The Supreme Court of Canada has done us all a favour and defined the "research" exception under section 29 of our Copyright Act and, wudduyano, we are a great country to be a researcher in - as provided for by "a large and liberal interpretation" of the word. The ruling in CCH Canadian Ltd. v. Law Society of Upper Canada can be found here. Section 29 of the Copyright Act states:
Fair dealing for the purpose of research or private study does not infringe copyright.
The Supreme Court found that you have to review both the meaning of "research" and "fair" when considering this section. The fairness of dealing is considered to have five components:
- purpose of the dealing - it must truly relate to research or one of the other protected areas.
- character of the dealing - is the work used in a way that does not reflect the norms of the trade?
- amount of dealing - is the amount of the work quoted reasonable for the goals intended?
- alternatives to the dealing - if another route was available, it should be considered?
- nature of the work - was there a confidential aspect to the work?

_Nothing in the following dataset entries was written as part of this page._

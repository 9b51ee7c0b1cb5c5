// =============================================================================
// Upstream REST client - public market-data endpoints
// =============================================================================
//
// Bulk snapshots, candle history and symbol metadata come from the upstream
// exchange's public REST API; no request signing is involved.
// =============================================================================

use anyhow::{Context, Result};
use tracing::debug;

use crate::protocol::now_ms;
use crate::types::{Candle, MarketSnapshot, SymbolInfo, Timeframe};

/// REST client for the upstream exchange's public market-data endpoints.
#[derive(Clone)]
pub struct UpstreamRestClient {
    base_url: String,
    client: reqwest::Client,
}

impl UpstreamRestClient {
    pub fn new(base_url: impl Into<String>) -> Self {
        let client = reqwest::Client::builder()
            .timeout(std::time::Duration::from_secs(10))
            .build()
            .expect("failed to build reqwest client");

        Self {
            base_url: base_url.into(),
            client,
        }
    }

    /// GET /api/v3/ticker/24hr - current price and 24h statistics.
    pub async fn ticker_24h(&self, symbol: &str) -> Result<MarketSnapshot> {
        let url = format!(
            "{}/api/v3/ticker/24hr?symbol={}",
            self.base_url,
            symbol.to_uppercase()
        );

        let body = self.get_json(&url).await?;

        let snapshot = MarketSnapshot {
            symbol: body["symbol"]
                .as_str()
                .unwrap_or(symbol)
                .to_uppercase(),
            price: parse_field_f64(&body, "lastPrice")?,
            volume_24h: parse_field_f64(&body, "volume").ok(),
            high_24h: parse_field_f64(&body, "highPrice").ok(),
            low_24h: parse_field_f64(&body, "lowPrice").ok(),
            price_change_24h: parse_field_f64(&body, "priceChange").ok(),
            price_change_percent_24h: parse_field_f64(&body, "priceChangePercent").ok(),
            timestamp: body["closeTime"].as_i64().unwrap_or_else(now_ms),
        };

        debug!(symbol = %snapshot.symbol, price = snapshot.price, "ticker retrieved");
        Ok(snapshot)
    }

    /// GET /api/v3/klines - ordered candle history, oldest first.
    pub async fn klines(
        &self,
        symbol: &str,
        timeframe: Timeframe,
        limit: usize,
    ) -> Result<Vec<Candle>> {
        let url = format!(
            "{}/api/v3/klines?symbol={}&interval={}&limit={}",
            self.base_url,
            symbol.to_uppercase(),
            timeframe,
            limit
        );

        let body = self.get_json(&url).await?;

        let rows = body
            .as_array()
            .context("klines response is not an array")?;

        let mut candles = Vec::with_capacity(rows.len());
        for row in rows {
            candles.push(parse_kline_row(row)?);
        }

        debug!(symbol = %symbol, timeframe = %timeframe, count = candles.len(), "klines retrieved");
        Ok(candles)
    }

    /// GET /api/v3/exchangeInfo - tradable symbol metadata.
    pub async fn exchange_info(&self) -> Result<Vec<SymbolInfo>> {
        let url = format!("{}/api/v3/exchangeInfo", self.base_url);

        let body = self.get_json(&url).await?;

        let rows = body["symbols"]
            .as_array()
            .context("exchangeInfo response missing 'symbols' array")?;

        let mut infos = Vec::with_capacity(rows.len());
        for row in rows {
            infos.push(SymbolInfo {
                symbol: row["symbol"]
                    .as_str()
                    .context("symbol entry missing 'symbol'")?
                    .to_string(),
                base_asset: row["baseAsset"].as_str().unwrap_or_default().to_string(),
                quote_asset: row["quoteAsset"].as_str().unwrap_or_default().to_string(),
                status: row["status"].as_str().unwrap_or_default().to_string(),
                is_spot_trading_allowed: row["isSpotTradingAllowed"].as_bool().unwrap_or(false),
            });
        }

        Ok(infos)
    }

    async fn get_json(&self, url: &str) -> Result<serde_json::Value> {
        let resp = self
            .client
            .get(url)
            .send()
            .await
            .with_context(|| format!("GET {url} request failed"))?;

        let status = resp.status();
        let body: serde_json::Value = resp
            .json()
            .await
            .with_context(|| format!("failed to parse response from {url}"))?;

        if !status.is_success() {
            anyhow::bail!("upstream GET {url} returned {status}: {body}");
        }

        Ok(body)
    }
}

/// Parse a single kline REST row:
/// `[openTime, "o", "h", "l", "c", "v", closeTime, "q", n, "V", "Q", ...]`.
fn parse_kline_row(row: &serde_json::Value) -> Result<Candle> {
    let cols = row.as_array().context("kline row is not an array")?;
    if cols.len() < 11 {
        anyhow::bail!("kline row has {} columns, expected at least 11", cols.len());
    }

    Ok(Candle {
        open_time: cols[0].as_i64().context("kline open time missing")?,
        open: parse_value_f64(&cols[1], "open")?,
        high: parse_value_f64(&cols[2], "high")?,
        low: parse_value_f64(&cols[3], "low")?,
        close: parse_value_f64(&cols[4], "close")?,
        volume: parse_value_f64(&cols[5], "volume")?,
        close_time: cols[6].as_i64().context("kline close time missing")?,
        quote_volume: parse_value_f64(&cols[7], "quote_volume")?,
        trades: cols[8].as_u64().context("kline trade count missing")?,
        taker_buy_base_volume: parse_value_f64(&cols[9], "taker_buy_base_volume")?,
        taker_buy_quote_volume: parse_value_f64(&cols[10], "taker_buy_quote_volume")?,
    })
}

fn parse_field_f64(body: &serde_json::Value, name: &str) -> Result<f64> {
    parse_value_f64(&body[name], name)
}

fn parse_value_f64(val: &serde_json::Value, name: &str) -> Result<f64> {
    match val {
        serde_json::Value::String(s) => s
            .parse::<f64>()
            .with_context(|| format!("failed to parse {name} as f64: {s}")),
        serde_json::Value::Number(n) => n
            .as_f64()
            .with_context(|| format!("field {name} is not a valid f64")),
        _ => anyhow::bail!("field {name} has unexpected JSON type"),
    }
}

- effect of the dealing on the work - if the reproduced work competes with the original in the marketplace that may act against "fairness".
This is interesting stuff and very relevant to bloggers if we consider the interesting and similar wording in section 29.1 and its use of the words "criticism" or "review":
Fair dealing for the purpose of criticism or review does not infringe copyright if the following are mentioned:
(a) the source; and
(b) if given in the source, the name of the(i) author, in the case of a work,
(ii) performer, in the case of a performer's performance,
(iii) maker, in the case of a sound recording, or
(iv) broadcaster, in the case of a communication signal.
So, if a lawyer is a "researcher" under the CCH ruling and therefore generally covered by 29, who are critics and reviewers for purposes of section 29.1? I am coming to think that bloggers must be. If I am right, you can post a work or bits of a work and then review or criticize it, set out all the material you have to under s.29.1 and respect the rules for fairness that the court has defined...and may not be subject to allegations of copyright infringement. This is big news. It does not allow for wide-spread file sharing of music but may well protect the intellegent review in a blog of the copyrighted works - including musical works - of others if done properly.
So...consider the case of Chumptastic v. The Toronto Star. Was that review or criticism? Was it fair?